What does it look like?
What is it?
Today is Evolution Day, the day when the publication of Charles Darwin's seminal work On the Origin of Species in 1859 is celebrated. DNA and its specific sequence of bases: A, T, C, and G, have a lot to do with evolution, but since we've already blogged about the structure of DNA for Rosalind Franklin's birthday, I thought I'd write about the protein that replicates the DNA when a cell divides: DNA polymerase.
DNA replication is semi-conservative: that is, each strand of DNA acts as the template for the new copy and one of each copy goes to the two new daughter cells. There are billions of A, T, C, and G's that make up a genome; thus it is of the utmost importance that DNA polymerase is extremely accurate in its job. Typically DNA polymerase will make one mistake for every billon bases copied. There are a number of reasons why DNA polymerase is so accurate.
- DNA polymerase can select the correct bases for the correct pairing (i.e. A pairs with T and G pairs with C).

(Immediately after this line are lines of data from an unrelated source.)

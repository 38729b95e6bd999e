//! Browser (`wasm32`) implementations of [`platform_host`] contracts.
//!
//! This crate is the concrete browser-side wiring layer for Web Storage, network status,
//! geolocation, event listeners and intervals. Every browser call is gated on
//! `target_arch = "wasm32"`; other targets compile to inert fallbacks so that server-side
//! rendering and native tests work.

#![warn(missing_docs, rustdoc::broken_intra_doc_links)]

/// Compile-time host-strategy selection and store factories.
pub mod adapters;
pub mod events;
pub mod geolocation;
pub mod network;
pub mod storage;

pub use adapters::{
    can_access_storage, host_strategy_name, local_storage, selected_host_strategy,
    session_storage, web_storage, HostStrategy, KeyValueStoreAdapter,
};
pub use events::{
    managed_event_listener, managed_interval, managed_window_event_listener, ListenerOptions,
};
pub use geolocation::managed_geolocation_watch;
pub use network::{can_use_dom, navigator_on_line};
pub use storage::web_storage::{WebStorage, WebStorageKind};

- There is a proof reading mechanism.
- Repair systems if a mistake is spotted.
Many of those one in a billion mistakes will never show as a unique characteristic, but some could result in a random mutation that is seen as observable characteristics (the phenotype) in an organism. If that mutation is in the reproductive cells then the mutation could be passed onto the next generation and, with the favour of natural selection, propagate for many generations.
As a mistake in copying DNA can prove to be disastrous as well as beneficial there is a lot of redundancy in DNA replication, with many organisms having more than one DNA polymerase. E. coli for instance has five DNA polymerases. The structure shown today is the Klenow fragment of E. coli DNA polymerase I. The Klenow fragment is the part of the polymerase where replication and proof reading occur but other domains have been removed. The structure resembles the shape of a hand with the DNA being held between a finger and thumb.
Where did it come from?
DNA polymerase I from E. coli was discovered by Arthur Kornberg in 1956 (and later won the Nobel Prize for Physiology and Medicine in 1959 for the discovery). The structure shown here was solved in 1993 [1] by Lorena Beese, Victoria Derbyshire, and Thomas Steitz (who won the Nobel Prize for Chemistry in 2009 with Venkatraman Ramakrishnan and Ada Yonath for their work on the ribosome). The structure was taken from the Protein Data Bank (PDB number: 1KLN).
[1] L. S. Beese, V. Derbyshire, T. A. Steitz (1993). Structure of DNA polymerase I Klenow fragment bound to duplex DNA. Science 260: 352-355.